Ex-vivo whole-cell recordings

Hippocampal CA1 pyramidal neurons were visualized using an upright microscope (BX 51 WI; Olympus, Tokyo, Japan) and somatic whole-cell recordings were obtained from pyramidal neurons using glass pipette electrodes with 3–5 MΩ resistance when filled with an internal solution containing: 120 mM potassium gluconate, 10 mM KCl, 10 mM Na2-phosphocreatine, 10 mM HEPES, 1 mM MgCl2, 1 mM EGTA, 2 mM Na2-ATP, 0.25 mM Na-GTP (pH 7.3 adjusted with KOH; osmolarity, 280–290 mOsmol/l). All recordings were performed in the presence of the GABA A receptor antagonist picrotoxin (100 μM). Excitatory postsynaptic currents (EPSCs) were evoked with electrical pulses (5–20 V, 100–200 μs) delivered at 0.1 Hz using glass microelectrode placed in the striatum radiatum in CA1 pyramidal neurons voltage-clamped at − 70 mV. All recorded currents were amplified with an a Multiclamp 700B amplifier (Molecular Devices, Sunnyvale, CA), filtered at 3 kHz, digitized at 20 kHz with Digidata 1200 (Molecular Devices), and acquired using the pClamp 10.7 software (Molecular Devices, Sunnyvale, CA).

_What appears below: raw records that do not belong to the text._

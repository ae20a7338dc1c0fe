//! Registered plugin packages
//!
//! Packages are registered explicitly by name. The loader resolves a
//! package path to one of these names at run time.

use std::collections::BTreeMap;

use crate::plugins::contract::TypeExport;

/// A self-contained application package
#[derive(Debug, Clone)]
pub struct PluginPackage {
    pub name: String,
    pub description: String,
    pub exports: Vec<TypeExport>,
}

impl PluginPackage {
    pub fn new(name: impl Into<String>, description: impl Into<String>) -> Self {
        Self {
            name: name.into(),
            description: description.into(),
            exports: Vec::new(),
        }
    }

    pub fn with_export(mut self, export: TypeExport) -> Self {
        self.exports.push(export);
        self
    }

    /// Find an exported type by its exact name
    pub fn export(&self, type_name: &str) -> Option<&TypeExport> {
        self.exports.iter().find(|e| e.name == type_name)
    }
}

#[derive(Debug, Default)]
pub struct PluginRegistry {
    packages: BTreeMap<String, PluginPackage>,
}

impl PluginRegistry {
    pub fn new() -> Self {
        Self::default()
    }

    /// The two bundled application packages
    pub fn builtin() -> Self {
        let mut registry = Self::new();
        registry.register(crate::plugins::app1::package());
        registry.register(crate::plugins::app2::package());
        registry
    }

    /// Register a package; a later package with the same name replaces it
    pub fn register(&mut self, package: PluginPackage) {
        self.packages.insert(package.name.to_lowercase(), package);
    }

    pub fn get(&self, name: &str) -> Option<&PluginPackage> {
        self.packages.get(&name.to_lowercase())
    }

    /// Packages sorted by name
    pub fn iter(&self) -> impl Iterator<Item = &PluginPackage> {
        self.packages.values()
    }

    #[cfg(test)]
    pub fn len(&self) -> usize {
        self.packages.len()
    }

    #[cfg(test)]
    pub fn is_empty(&self) -> bool {
        self.packages.is_empty()
    }
}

To examine the impact of TPPU on the amplitude of evoked EPSCs, at least 10–20 min of stable baseline recordings were obtained and TPPU was perfused to the brain slices (final DMSO concentration of 0.01%).

Data analysis

For the analysis of the electrophysiology data, the amplitude of evoked EPSCs (eEPSC) was determined by measuring the average current during a 2-ms period at the peak of each eEPSC and subtracted from the average baseline current determined during a 5-ms window taken before the stimulus artifact. All eEPSC amplitudes were normalized to the mean baseline amplitude recorded for at least 10 min before drug application. All the data are represented as the mean ± SE and were not transformed. The normal distribution of the data was tested using the Shapiro–Wilk test and all the data exhibited normal distribution, statistical analyses were therefore conducted using the paired and unpaired t-test for comparison within and between groups, respectively.